Data excerpts:
________________

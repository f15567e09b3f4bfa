//! Sequential tagging state.
//!
//! A sentence is tagged strictly from left to right. The tagging state
//! keeps a cursor into the sentence together with the labels and score
//! vectors that were predicted so far. Features for the token under the
//! cursor are derived from this state, so a prediction only sees the
//! finalized predictions of earlier tokens.

use conllx::graph::{Node, Sentence};
use ndarray::{Array2, ArrayView1};

use crate::{Lexicon, StateError};

/// Running accuracy over one or more sentences.
#[derive(Clone, Copy, Debug, Default, Eq, PartialEq)]
pub struct Accuracy {
    /// Number of evaluated tokens.
    pub total: usize,

    /// Number of tokens with a correct label.
    pub correct: usize,
}

impl Accuracy {
    pub fn new() -> Self {
        Accuracy::default()
    }

    /// Fraction of correctly labeled tokens, 0 if nothing was evaluated.
    pub fn ratio(&self) -> f32 {
        if self.total == 0 {
            0.
        } else {
            self.correct as f32 / self.total as f32
        }
    }
}

/// Tagging state of a single sentence.
///
/// Node 0 of a sentence is the root sentinel, so the cursor starts at 1.
/// The state is *active* while the cursor is on a token and *terminal*
/// once the cursor has moved past the last token.
///
/// The sentence is only borrowed. Predicted labels and scores are stored
/// in buffers that are owned by the state, so that the same sentence can
/// be tagged again after a `reset`.
pub struct TaggingState<'a> {
    sentence: &'a Sentence,
    cursor: usize,
    labels: Vec<Option<String>>,
    scores: Array2<f32>,
    golds: Option<Vec<Option<String>>>,
    reset_count: usize,
}

impl<'a> TaggingState<'a> {
    /// Construct a state for tagging a sentence.
    ///
    /// The score vectors have the width of the lexicon's tag placeholder.
    pub fn new(sentence: &'a Sentence, lexicon: &Lexicon) -> Self {
        TaggingState {
            sentence,
            cursor: 1,
            labels: vec![None; sentence.len()],
            scores: Array2::zeros((sentence.len(), lexicon.n_tags())),
            golds: None,
            reset_count: 0,
        }
    }

    /// Construct a state that also captures the gold labels.
    ///
    /// The part-of-speech tags of the sentence's tokens are copied when
    /// the state is constructed. Labels that are applied to the state later
    /// do not affect this copy.
    pub fn with_gold(sentence: &'a Sentence, lexicon: &Lexicon) -> Self {
        let golds = sentence
            .iter()
            .filter_map(Node::token)
            .map(|token| token.pos().map(ToOwned::to_owned))
            .collect();

        TaggingState {
            golds: Some(golds),
            ..TaggingState::new(sentence, lexicon)
        }
    }

    /// Rewind the state to the first token.
    ///
    /// All labels are removed and all score vectors are set to the
    /// placeholder. The gold labels are retained.
    pub fn reset(&mut self) {
        for label in &mut self.labels {
            *label = None;
        }

        self.scores.map_inplace(|v| *v = 0.);
        self.cursor = 1;
        self.reset_count += 1;
    }

    /// The gold label of the token under the cursor.
    ///
    /// Returns `None` if the state was constructed without gold labels, if
    /// the token does not have a gold label, or if the state is terminal.
    pub fn gold(&self) -> Option<&str> {
        self.golds
            .as_ref()?
            .get(self.cursor - 1)?
            .as_ref()
            .map(String::as_str)
    }

    /// Label the token under the cursor and move the cursor to the next
    /// token.
    ///
    /// If `scores` is given, it is stored as the token's score vector.
    /// Otherwise the token keeps its current scores. Processing a terminal
    /// state or storing a score vector that does not have one score per tag
    /// is an error, and leaves the state unchanged.
    pub fn process(
        &mut self,
        label: impl Into<String>,
        scores: Option<ArrayView1<f32>>,
    ) -> Result<(), StateError> {
        if self.is_terminal() {
            return Err(StateError::Terminated {
                cursor: self.cursor,
                len: self.len(),
            });
        }

        if let Some(scores) = scores {
            if scores.len() != self.scores.ncols() {
                return Err(StateError::ScoreWidth {
                    len: scores.len(),
                    expected: self.scores.ncols(),
                });
            }

            self.scores.row_mut(self.cursor).assign(&scores);
        }

        self.labels[self.cursor] = Some(label.into());
        self.cursor += 1;

        Ok(())
    }

    /// Check whether all tokens were processed.
    pub fn is_terminal(&self) -> bool {
        self.cursor >= self.len()
    }

    /// Add the evaluation of this sentence to `accuracy`.
    ///
    /// Every token of the sentence is counted, tokens that were not
    /// processed yet are counted as incorrect. The root sentinel is not
    /// counted. Returns the accumulated accuracy. Without gold labels,
    /// `accuracy` is not changed and 0 is returned.
    pub fn eval(&self, accuracy: &mut Accuracy) -> f32 {
        let golds = match self.golds {
            Some(ref golds) => golds,
            None => return 0.,
        };

        accuracy.total += golds.len();
        accuracy.correct += self.labels[1..]
            .iter()
            .zip(golds)
            .filter(|(label, gold)| label.is_some() && label == gold)
            .count();

        accuracy.ratio()
    }

    /// Position of the cursor.
    pub fn cursor(&self) -> usize {
        self.cursor
    }

    /// Number of nodes, including the root sentinel.
    pub fn len(&self) -> usize {
        self.sentence.len()
    }

    /// Check whether the sentence consists of only the root sentinel.
    pub fn is_empty(&self) -> bool {
        self.len() <= 1
    }

    /// Number of times the state was reset.
    pub fn reset_count(&self) -> usize {
        self.reset_count
    }

    /// The sentence that is tagged.
    pub fn sentence(&self) -> &'a Sentence {
        self.sentence
    }

    /// The word form at node `idx`, `None` for the root sentinel.
    pub fn form(&self, idx: usize) -> Option<&'a str> {
        self.sentence[idx].token().map(|token| token.form())
    }

    /// The label of node `idx`.
    pub fn label(&self, idx: usize) -> Option<&str> {
        self.labels[idx].as_ref().map(String::as_str)
    }

    /// The score vector of node `idx`.
    pub fn scores(&self, idx: usize) -> ArrayView1<f32> {
        self.scores.row(idx)
    }

    /// The labels of the sentence's tokens.
    pub fn labels(&self) -> impl Iterator<Item = Option<&str>> {
        self.labels[1..]
            .iter()
            .map(|label| label.as_ref().map(String::as_str))
    }
}

#[cfg(test)]
mod tests {
    use conllx::graph::Sentence;
    use conllx::token::TokenBuilder;
    use ndarray::{arr1, Array1};

    use super::{Accuracy, TaggingState};
    use crate::{Lexicon, StateError};

    fn the_dog_runs() -> Sentence {
        let mut sent = Sentence::new();
        sent.push(TokenBuilder::new("The").pos("DET").into());
        sent.push(TokenBuilder::new("dog").pos("NOUN").into());
        sent.push(TokenBuilder::new("runs").pos("VERB").into());
        sent
    }

    #[test]
    fn n_minus_one_transitions_terminate() {
        let sent = the_dog_runs();
        let lexicon = Lexicon::new(3).unwrap();
        let mut state = TaggingState::new(&sent, &lexicon);

        assert_eq!(state.len(), 4);
        assert_eq!(state.cursor(), 1);

        for (i, label) in ["DET", "NOUN", "VERB"].iter().enumerate() {
            assert!(!state.is_terminal());
            state.process(*label, None).unwrap();
            assert_eq!(state.cursor(), i + 2);
        }

        assert!(state.is_terminal());
    }

    #[test]
    fn processing_terminal_state_fails() {
        let sent = the_dog_runs();
        let lexicon = Lexicon::new(3).unwrap();
        let mut state = TaggingState::new(&sent, &lexicon);
        while !state.is_terminal() {
            state.process("X", None).unwrap();
        }

        assert_eq!(
            state.process("X", None),
            Err(StateError::Terminated { cursor: 4, len: 4 })
        );
        assert_eq!(state.cursor(), 4);
    }

    #[test]
    fn score_width_is_checked() {
        let sent = the_dog_runs();
        let lexicon = Lexicon::new(3).unwrap();
        let mut state = TaggingState::new(&sent, &lexicon);

        let scores = arr1(&[0.5, 0.5]);
        assert_eq!(
            state.process("DET", Some(scores.view())),
            Err(StateError::ScoreWidth {
                len: 2,
                expected: 3
            })
        );
        assert_eq!(state.cursor(), 1);
        assert_eq!(state.label(1), None);
    }

    #[test]
    fn process_stores_label_and_scores() {
        let sent = the_dog_runs();
        let lexicon = Lexicon::new(3).unwrap();
        let mut state = TaggingState::new(&sent, &lexicon);

        let scores = arr1(&[0.7, 0.2, 0.1]);
        state.process("DET", Some(scores.view())).unwrap();
        state.process("NOUN", None).unwrap();

        assert_eq!(state.label(1), Some("DET"));
        assert_eq!(state.scores(1), scores.view());
        assert_eq!(state.label(2), Some("NOUN"));
        assert_eq!(state.scores(2), Array1::<f32>::zeros(3).view());
        assert_eq!(state.label(3), None);
        assert_eq!(
            state.labels().collect::<Vec<_>>(),
            vec![Some("DET"), Some("NOUN"), None]
        );
    }

    #[test]
    fn reset_clears_labels_and_scores() {
        let sent = the_dog_runs();
        let lexicon = Lexicon::new(3).unwrap();
        let mut state = TaggingState::with_gold(&sent, &lexicon);

        let scores = arr1(&[0.7, 0.2, 0.1]);
        state.process("DET", Some(scores.view())).unwrap();
        state.process("NOUN", Some(scores.view())).unwrap();

        state.reset();
        assert_eq!(state.cursor(), 1);
        assert_eq!(state.reset_count(), 1);
        for idx in 0..state.len() {
            assert_eq!(state.label(idx), None);
            assert!(state.scores(idx).iter().all(|&v| v == 0.));
        }
        assert_eq!(state.gold(), Some("DET"));

        state.reset();
        assert_eq!(state.cursor(), 1);
        assert_eq!(state.reset_count(), 2);
        assert!(state.labels().all(|label| label.is_none()));
    }

    #[test]
    fn gold_follows_cursor() {
        let sent = the_dog_runs();
        let lexicon = Lexicon::new(3).unwrap();
        let mut state = TaggingState::with_gold(&sent, &lexicon);

        assert_eq!(state.gold(), Some("DET"));
        state.process("VERB", None).unwrap();
        assert_eq!(state.gold(), Some("NOUN"));
        state.process("VERB", None).unwrap();
        assert_eq!(state.gold(), Some("VERB"));
        state.process("DET", None).unwrap();
        assert_eq!(state.gold(), None);

        // Wrong predictions do not leak into the gold labels.
        state.reset();
        assert_eq!(state.gold(), Some("DET"));
    }

    #[test]
    fn no_gold_without_capture() {
        let sent = the_dog_runs();
        let lexicon = Lexicon::new(3).unwrap();
        let mut state = TaggingState::new(&sent, &lexicon);
        state.process("DET", None).unwrap();

        assert_eq!(state.gold(), None);

        let mut accuracy = Accuracy { total: 5, correct: 2 };
        assert_eq!(state.eval(&mut accuracy), 0.);
        assert_eq!(accuracy, Accuracy { total: 5, correct: 2 });
    }

    #[test]
    fn eval_all_correct() {
        let sent = the_dog_runs();
        let lexicon = Lexicon::new(3).unwrap();
        let mut state = TaggingState::with_gold(&sent, &lexicon);

        let zeros = Array1::<f32>::zeros(3);
        for label in &["DET", "NOUN", "VERB"] {
            state.process(*label, Some(zeros.view())).unwrap();
        }
        assert!(state.is_terminal());

        let mut accuracy = Accuracy::new();
        assert_eq!(state.eval(&mut accuracy), 1.0);
        assert_eq!(accuracy, Accuracy { total: 3, correct: 3 });
    }

    #[test]
    fn eval_none_correct() {
        let sent = the_dog_runs();
        let lexicon = Lexicon::new(3).unwrap();
        let mut state = TaggingState::with_gold(&sent, &lexicon);
        for label in &["VERB", "DET", "NOUN"] {
            state.process(*label, None).unwrap();
        }

        let mut accuracy = Accuracy::new();
        assert_eq!(state.eval(&mut accuracy), 0.0);
        assert_eq!(accuracy, Accuracy { total: 3, correct: 0 });
    }

    #[test]
    fn eval_accumulates_over_sentences() {
        let sent = the_dog_runs();
        let lexicon = Lexicon::new(3).unwrap();

        let mut first = TaggingState::with_gold(&sent, &lexicon);
        for label in &["DET", "NOUN", "VERB"] {
            first.process(*label, None).unwrap();
        }

        let mut second = TaggingState::with_gold(&sent, &lexicon);
        for label in &["DET", "VERB", "NOUN"] {
            second.process(*label, None).unwrap();
        }

        let mut accuracy = Accuracy::new();
        first.eval(&mut accuracy);
        let ratio = second.eval(&mut accuracy);

        assert_eq!(accuracy, Accuracy { total: 6, correct: 4 });
        assert_eq!(ratio, 4. / 6.);
    }

    #[test]
    fn root_only_sentence_is_terminal() {
        let sent = Sentence::new();
        let lexicon = Lexicon::new(3).unwrap();
        let state = TaggingState::with_gold(&sent, &lexicon);

        assert!(state.is_empty());
        assert!(state.is_terminal());
        assert_eq!(state.gold(), None);
    }
}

________________

Could you return exactly the lines above from the line with "to the next" to the line with "including the root sentinel.", both included, and nothing else?

    /// Label the token under the cursor and move the cursor to the next
    /// token.
    ///
    /// If `scores` is given, it is stored as the token's score vector.
    /// Otherwise the token keeps its current scores. Processing a terminal
    /// state or storing a score vector that does not have one score per tag
    /// is an error, and leaves the state unchanged.
    pub fn process(
        &mut self,
        label: impl Into<String>,
        scores: Option<ArrayView1<f32>>,
    ) -> Result<(), StateError> {
        if self.is_terminal() {
            return Err(StateError::Terminated {
                cursor: self.cursor,
                len: self.len(),
            });
        }

        if let Some(scores) = scores {
            if scores.len() != self.scores.ncols() {
                return Err(StateError::ScoreWidth {
                    len: scores.len(),
                    expected: self.scores.ncols(),
                });
            }

            self.scores.row_mut(self.cursor).assign(&scores);
        }

        self.labels[self.cursor] = Some(label.into());
        self.cursor += 1;

        Ok(())
    }

    /// Check whether all tokens were processed.
    pub fn is_terminal(&self) -> bool {
        self.cursor >= self.len()
    }

    /// Add the evaluation of this sentence to `accuracy`.
    ///
    /// Every token of the sentence is counted, tokens that were not
    /// processed yet are counted as incorrect. The root sentinel is not
    /// counted. Returns the accumulated accuracy. Without gold labels,
    /// `accuracy` is not changed and 0 is returned.
    pub fn eval(&self, accuracy: &mut Accuracy) -> f32 {
        let golds = match self.golds {
            Some(ref golds) => golds,
            None => return 0.,
        };

        accuracy.total += golds.len();
        accuracy.correct += self.labels[1..]
            .iter()
            .zip(golds)
            .filter(|(label, gold)| label.is_some() && label == gold)
            .count();

        accuracy.ratio()
    }

    /// Position of the cursor.
    pub fn cursor(&self) -> usize {
        self.cursor
    }

    /// Number of nodes, including the root sentinel.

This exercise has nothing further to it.